Is mediocrity a Brazilian exclusivity? No way. Look for some interesting idea from the point of view of its consistency in the Trump administration and its supporters: the desert is astonishingly astonishing and redundant. Steve Bannon? It's nothing more than a smartass manipulator of algorithms. Very effective, but that's about it. Further down the list: Orban in Hungary, Duda in Poland, Salvini in Italy, Lukashenko in Belarus, Cardinal Raymond Burke in the Catholic Church, Duterte in the Philippines, Shinzo Abe in Japan… even Gert Wilders in the Netherlands, Marine Le Pen in France , the leaders of the AfD in Germany do not stand out for the brilliance of any idea, but for the manipulation of low-level buzzwords from xenophobia to exclusionary nationalism, from the specter of criminality to the criminalization of opponents. Netanyahu needs a constant climate of war to hammer home his aggressive ideas, devoid of any glimmer of intelligence.
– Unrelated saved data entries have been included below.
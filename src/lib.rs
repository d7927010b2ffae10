use std::sync::Arc;

mod domain;
mod interfaces;
mod infrastructure;
pub mod errors;
pub mod settings;
pub mod constants;
pub mod graceful_shutdown;
pub mod background_task;
pub mod shared_repos;

pub use domain::{entities, use_cases};
pub use interfaces::{handlers, repositories, routes};
pub use infrastructure::{db, limiter, mail, utils};

use limiter::rate_limiter::{RateLimitConfig, SlidingWindowLimiter};
use mail::mailer::Mailer;
use repositories::{
    blog::BlogRepository, contact::ContactRepository, experience::ExperienceRepository,
    maintenance::MaintenanceRepository, project::ProjectRepository, tag::TagRepository,
};
use shared_repos::SharedRepositories;
use use_cases::{
    blog::BlogHandler, contact::ContactHandler, experience::ExperienceHandler,
    project::ProjectHandler, tags::TagHandler,
};

pub struct AppState {
    pub config: settings::AppConfig,
    pub experience_handler: ExperienceHandler<dyn ExperienceRepository>,
    pub project_handler: ProjectHandler<dyn ProjectRepository>,
    pub blog_handler: BlogHandler<dyn BlogRepository>,
    pub tag_handler: TagHandler<dyn TagRepository>,
    pub contact_handler: ContactHandler<dyn ContactRepository, dyn Mailer>,
    pub maintenance_repo: Arc<dyn MaintenanceRepository>,
    pub contact_limiter: Arc<SlidingWindowLimiter>,
}

impl AppState {
    pub fn new(config: settings::AppConfig, repos: SharedRepositories, mailer: Arc<dyn Mailer>) -> Self {
        let contact_limiter = Arc::new(SlidingWindowLimiter::new(RateLimitConfig::from(&config)));

        AppState {
            experience_handler: ExperienceHandler::new(repos.experience_repo),
            project_handler: ProjectHandler::new(repos.project_repo),
            blog_handler: BlogHandler::new(repos.blog_repo),
            tag_handler: TagHandler::new(repos.tag_repo),
            contact_handler: ContactHandler::new(repos.contact_repo, mailer),
            maintenance_repo: repos.maintenance_repo,
            contact_limiter,
            config,
        }
    }

    /// Replaces the contact limiter, e.g. with one driven by a test clock.
    pub fn with_contact_limiter(mut self, limiter: Arc<SlidingWindowLimiter>) -> Self {
        self.contact_limiter = limiter;
        self
    }
}
use async_trait::async_trait;

use crate::{errors::AppError, repositories::sqlx_repo::SqlxMaintenanceRepo};

#[async_trait]
pub trait MaintenanceRepository: Send + Sync {
    async fn check_connection(&self) -> Result<(), AppError>;
    /// Removes experiences, projects, blogs and tags. Contacts are kept.
    async fn clear_content(&self) -> Result<(), AppError>;
}

impl SqlxMaintenanceRepo {
    pub fn new(pool: sqlx::PgPool) -> Self {
        SqlxMaintenanceRepo { pool }
    }
}

#[async_trait]
impl MaintenanceRepository for SqlxMaintenanceRepo {
    async fn check_connection(&self) -> Result<(), AppError> {
        sqlx::query("SELECT 1").execute(&self.pool).await?;
        Ok(())
    }

    async fn clear_content(&self) -> Result<(), AppError> {
        sqlx::query(
            r#"
            TRUNCATE TABLE experience_tags, project_tags, blog_tags,
                experiences, projects, blogs, tags
            RESTART IDENTITY CASCADE
            "#
        )
        .execute(&self.pool)
        .await?;

        Ok(())
    }
}
use actix_web::{web, HttpResponse, Responder};
use tracing::{error, instrument};

use crate::{
    entities::pagination::{ListQuery, EXPERIENCE_LIST},
    errors::AppError,
    handlers::json_error::{list_failure, list_response},
    AppState,
};

#[instrument(skip(state, query))]
pub async fn get_experiences(
    state: web::Data<AppState>,
    query: web::Query<ListQuery>,
) -> impl Responder {
    match state.experience_handler.list_experiences(&query).await {
        Ok(page) => list_response("experiences", page),
        Err(e) => {
            error!("Error fetching experiences: {}", e);
            list_failure("experiences", EXPERIENCE_LIST)
        }
    }
}

#[instrument(skip(state))]
pub async fn get_experience_by_id(
    experience_id: web::Path<String>,
    state: web::Data<AppState>,
) -> Result<impl Responder, AppError> {
    let experience = state
        .experience_handler
        .get_experience(&experience_id)
        .await?;

    Ok(HttpResponse::Ok().json(experience))
}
I place conservative Angela Merkel in a niche of her own. She has the bearing and stuff of a statesman; it is not mediocre; nor the extreme right; but stands out, conservative, for making rice and beans (or sauerkraut and sausage) of politics, and for absorbing ideas from opponents, dismantling their arguments, as it did with the scheduled closure of nuclear power plants in relation to the Greens and the minimum wage national in relation to the SPD.
Looking at the other side of the “Wall”, there is nothing to highlight either. Putin and Xi Jin Ping are excellent poker players. Unlike Trump, they don't bluff. And they don't need, for the moment, belligerent climates inside or outside their country. But that's it.
The question remains: why has mediocrity gained so much space and success on the right? The attack on science helps to understand, but it certainly does not explain everything. A certain pathological and contagious exhibitionism also helps understanding. I watched the pathetic scene of Argentine journalist Viviana Canosa, on Canal Nueva, taking a sip of chlorine dioxide to fight Covid-19; there was a hint of voayeurism in reverse, of showing off as brave and defiant. The same goes for these idiots who walk around without masks, challenge inspectors, insult office boys and engage in other unruly attitudes that mix defiance with cowardice.
There is another component in the search for crudely simple explanations for extremely complex facts and situations. In terms of Europe, it is easier to blame the “foreign invader” or the “refugee” for the precariousness of life than the “healthy financial austerity plans”, which punish the common taxpayer and safeguard finances. In terms of Brazil and the United States, blame the “internal difference”: leftist, feminist, LGBTI, quilombola, indigenous, favelado, etc.
I think there is still something more, something I call “anxiety for the moment”, for the “short time”. Our perception of time has been changing since the invasion of cell phones; everything has to be very fast, immediate. Thinking, maturing ideas, is equivalent to “wasting time”. It is necessary to cultivate, more, to cultivate the immediate response, the ready-made reaction instead of one's own thinking: thus the path to exultant mediocrities is open, with the air of being the "only possible", whether in terms of economy, sociability , religion, etc. This cult of the immediate and of the feeling of belonging to a group that moves in the right direction is part of the cement of mediocrity.
* Flavio Aguiar is a writer, retired professor of Brazilian literature at USP and author, among other books, of Chronicles of the World Upside Down (Boitempo).